Work item: For each record here, output an exact copy.

Stored records:
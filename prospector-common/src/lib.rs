pub mod physics;
pub mod report;
pub mod types;

pub use report::EstimationReport;
pub use types::{ParameterError, ResourceSnapshot, SimulationParameters};
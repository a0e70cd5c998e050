///! Console report emitter
///!
///! Turns cycle outcomes into the human-readable block printed on every tick.

use std::io::Write;

use super::scheduled::CycleOutcome;

const SEPARATOR: &str = "------------------------------------";

/// Consumer of every cycle outcome, called once per cycle in order
pub trait ReportEmitter: Send + Sync {
    fn emit(&self, outcome: &CycleOutcome);
}

/// Writes rendered outcomes to stdout
#[derive(Debug, Default)]
pub struct ConsoleEmitter;

impl ReportEmitter for ConsoleEmitter {
    fn emit(&self, outcome: &CycleOutcome) {
        let mut out = std::io::stdout().lock();
        if let Err(e) = writeln!(out, "{}", render_outcome(outcome)) {
            tracing::warn!("Failed to write report to stdout: {}", e);
        }
    }
}

/// Render one outcome as display text.
pub fn render_outcome(outcome: &CycleOutcome) -> String {
    match outcome {
        CycleOutcome::Report(report) => {
            let lines = [
                format!("Real-time Asteroid Resources: {} (id {})", report.name, report.id),
                format!("Average diameter: {} km", report.average_diameter),
                format!("Estimated mass of asteroid: {:.2} kg", report.estimated_mass),
                format!("Distance from Earth: {} km", report.miss_distance),
                format!("Velocity towards Earth: {} km/s", report.relative_velocity),
                format!(
                    "Required thrust to move asteroid to LEO: {:.2} N",
                    report.required_thrust
                ),
                format!(
                    "Estimated value of asteroid materials: {}",
                    format_currency(report.estimated_value)
                ),
                format!("Cost: {}", format_currency(report.cost)),
                format!("Profit: {}", format_currency(report.profit)),
                SEPARATOR.to_string(),
            ];
            lines.join("\n")
        }
        CycleOutcome::NoData { asset_id } => {
            format!("No close approach data available for {}.", asset_id)
        }
        CycleOutcome::FetchFailed { asset_id, reason } => {
            format!("Failed to fetch asteroid data for {}: {}", asset_id, reason)
        }
    }
}

/// `$1,234.50`, `-$12.00`
pub fn format_currency(value: f64) -> String {
    let formatted = format_with_commas(value.abs());
    if value < 0.0 {
        format!("-${}", formatted)
    } else {
        format!("${}", formatted)
    }
}

/// Two-decimal rendering with thousands separators in the integer part.
pub fn format_with_commas(value: f64) -> String {
    if !value.is_finite() {
        return value.to_string();
    }

    let fixed = format!("{:.2}", value);
    let (sign, digits) = match fixed.strip_prefix('-') {
        Some(rest) => ("-", rest),
        None => ("", fixed.as_str()),
    };
    let (int_part, frac_part) = digits.split_once('.').unwrap_or((digits, "00"));

    let mut grouped = String::with_capacity(int_part.len() + int_part.len() / 3);
    for (i, ch) in int_part.chars().enumerate() {
        if i > 0 && (int_part.len() - i) % 3 == 0 {
            grouped.push(',');
        }
        grouped.push(ch);
    }

    format!("{}{}.{}", sign, grouped, frac_part)
}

Written answer:
filename prospector-common/src/lib.rs
pub mod physics;
pub mod report;
pub mod types;

pub use report::EstimationReport;
pub use types::{ParameterError, ResourceSnapshot, SimulationParameters};
repository a0e70cd5c998e050
///! Console report emitter
///!
///! Turns cycle outcomes into the human-readable block printed on every tick.

use std::io::Write;

use super::scheduled::CycleOutcome;

const SEPARATOR: &str = "------------------------------------";

/// Consumer of every cycle outcome, called once per cycle in order
pub trait ReportEmitter: Send + Sync {
    fn emit(&self, outcome: &CycleOutcome);
}

/// Writes rendered outcomes to stdout
#[derive(Debug, Default)]
pub struct ConsoleEmitter;

impl ReportEmitter for ConsoleEmitter {
    fn emit(&self, outcome: &CycleOutcome) {
        let mut out = std::io::stdout().lock();
        if let Err(e) = writeln!(out, "{}", render_outcome(outcome)) {
            tracing::warn!("Failed to write report to stdout: {}", e);
        }
    }
}

/// Render one outcome as display text.
pub fn render_outcome(outcome: &CycleOutcome) -> String {
    match outcome {
        CycleOutcome::Report(report) => {
            let lines = [
                format!("Real-time Asteroid Resources: {} (id {})", report.name, report.id),
                format!("Average diameter: {} km", report.average_diameter),
                format!("Estimated mass of asteroid: {:.2} kg", report.estimated_mass),
                format!("Distance from Earth: {} km", report.miss_distance),
                format!("Velocity towards Earth: {} km/s", report.relative_velocity),
                format!(
                    "Required thrust to move asteroid to LEO: {:.2} N",
                    report.required_thrust
                ),
                format!(
                    "Estimated value of asteroid materials: {}",
                    format_currency(report.estimated_value)
                ),
                format!("Cost: {}", format_currency(report.cost)),
                format!("Profit: {}", format_currency(report.profit)),
                SEPARATOR.to_string(),
            ];
            lines.join("\n")
        }
        CycleOutcome::NoData { asset_id } => {
            format!("No close approach data available for {}.", asset_id)
        }
        CycleOutcome::FetchFailed { asset_id, reason } => {
            format!("Failed to fetch asteroid data for {}: {}", asset_id, reason)
        }
    }
}

/// `$1,234.50`, `-$12.00`
pub fn format_currency(value: f64) -> String {
    let formatted = format_with_commas(value.abs());
    if value < 0.0 {
        format!("-${}", formatted)
    } else {
        format!("${}", formatted)
    }
}

/// Two-decimal rendering with thousands separators in the integer part.
pub fn format_with_commas(value: f64) -> String {
    if !value.is_finite() {
        return value.to_string();
    }

    let fixed = format!("{:.2}", value);
    let (sign, digits) = match fixed.strip_prefix('-') {
        Some(rest) => ("-", rest),
        None => ("", fixed.as_str()),
    };
    let (int_part, frac_part) = digits.split_once('.').unwrap_or((digits, "00"));

    let mut grouped = String::with_capacity(int_part.len() + int_part.len() / 3);
    for (i, ch) in int_part.chars().enumerate() {
        if i > 0 && (int_part.len() - i) % 3 == 0 {
            grouped.push(',');
        }
        grouped.push(ch);
    }

    format!("{}{}.{}", sign, grouped, frac_part)
}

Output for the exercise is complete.